Architecture
System Overview
┌─────────────────────────────────────────────────────────────┐
│ User Interfaces │
│ ┌─────────────┐ ┌─────────────┐ ┌─────────────────────┐ │
│ │ CLI │ │ Python SDK │ │ REST API │ │
│ └──────┬──────┘ └──────┬──────┘ └──────────┬──────────┘ │
└─────────┼────────────────┼─────────────────────┼────────────┘
│ │ │
└────────────────┼─────────────────────┘
│
┌──────────────────────────▼──────────────────────────────────┐
│ Rust Core Engine │
│ ┌────────────────────────────────────────────────────────┐ │
│ │ Version Control Operations │ │
│ │ branch, commit, merge, diff, promote │ │
│ └────────────────────────────────────────────────────────┘ │
│ ┌────────────────────────────────────────────────────────┐ │
│ │ Metadata Layer │ │
│ │ commit graph, branch pointers, table versions │ │
│ └────────────────────────────────────────────────────────┘ │
│ ┌────────────────────────────────────────────────────────┐ │
│ │ Storage Abstraction │ │
│ │ unified interface for all backends │ │
│ └────────────────────────────────────────────────────────┘ │
└─────────────────────────────┬───────────────────────────────┘
│
┌─────────────────────────────▼───────────────────────────────┐
│ Storage Backends │
│ ┌────────────┐ ┌────────────┐ ┌────────────┐ ┌──────────┐ │
│ │ PostgreSQL │ │ MySQL │ │ SQL Server │ │ SQLite │ │
│ └────────────┘ └────────────┘ └────────────┘ └──────────┘ │
│ ┌────────────┐ ┌────────────┐ ┌────────────┐ ┌──────────┐ │
│ │ AWS S3 │ │Azure Blob │ │ GCS │ │ Local │ │
│ └────────────┘ └────────────┘ └────────────┘ └──────────┘ │
└─────────────────────────────────────────────────────────────┘
Design Principles
1. Git Semantics
If you know Git, you know Horizon Epoch.

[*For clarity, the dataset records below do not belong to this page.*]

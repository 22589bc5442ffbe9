//! Letterbox, forward pass and post-processing chained behind one call.

use image::RgbImage;

use super::config::ProcessorConfig;
use super::engine::InferenceEngine;
use super::letterbox::letterbox;
use super::postprocess::{InferenceOutput, SegmentationPostProcess};
use crate::error::AnnotoolError;

/// Anything that can turn an image into mask shapes.
///
/// [`Workspace::run_model_processor`](crate::workspace::Workspace::run_model_processor)
/// accepts any implementation, so tests can substitute canned results.
pub trait ModelProcessor {
    fn infer(&mut self, image: &RgbImage) -> Result<InferenceOutput, AnnotoolError>;
}

/// The instance-segmentation pipeline around an [`InferenceEngine`].
#[derive(Debug)]
pub struct SegmentationPipeline<E> {
    engine: E,
    postprocess: SegmentationPostProcess,
}

impl<E: InferenceEngine> SegmentationPipeline<E> {
    pub fn new(engine: E, config: ProcessorConfig) -> Self {
        Self {
            engine,
            postprocess: SegmentationPostProcess::new(config),
        }
    }

    pub fn config(&self) -> &ProcessorConfig {
        self.postprocess.config()
    }

    pub fn engine(&self) -> &E {
        &self.engine
    }
}

impl<E: InferenceEngine> ModelProcessor for SegmentationPipeline<E> {
    fn infer(&mut self, image: &RgbImage) -> Result<InferenceOutput, AnnotoolError> {
        let config = self.postprocess.config();
        config.check()?;
        let (input, info) = letterbox(image, config.input_width, config.input_height, config.pad_value);
        log::debug!(
            "Letterboxed {}x{} into {}x{} (scale {:.4}, pad {}x{})",
            info.source_width,
            info.source_height,
            info.target_width,
            info.target_height,
            info.scale,
            info.pad_left,
            info.pad_top
        );
        let raw = self.engine.forward(&input)?;
        self.postprocess.process(&raw, &info)
    }
}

We use the same conceptual model:
- Repositories contain versioned data
- Branches are independent lines of development
- Commits are immutable snapshots
- Merges combine branches with conflict detection
2. Storage Agnostic
Work with data where it lives:
- No data migration required
- Each storage backend has an adapter
- Same operations work across all backends
- Mix and match storage types
3. Zero-Copy Branching
Creating a branch is instant:
- No data is duplicated
- Branch is just a pointer to a commit
- Changes are tracked incrementally
- Storage is only used for actual changes
4. Record-Level Tracking
Granular change detection:
- Track individual record changes (not just files)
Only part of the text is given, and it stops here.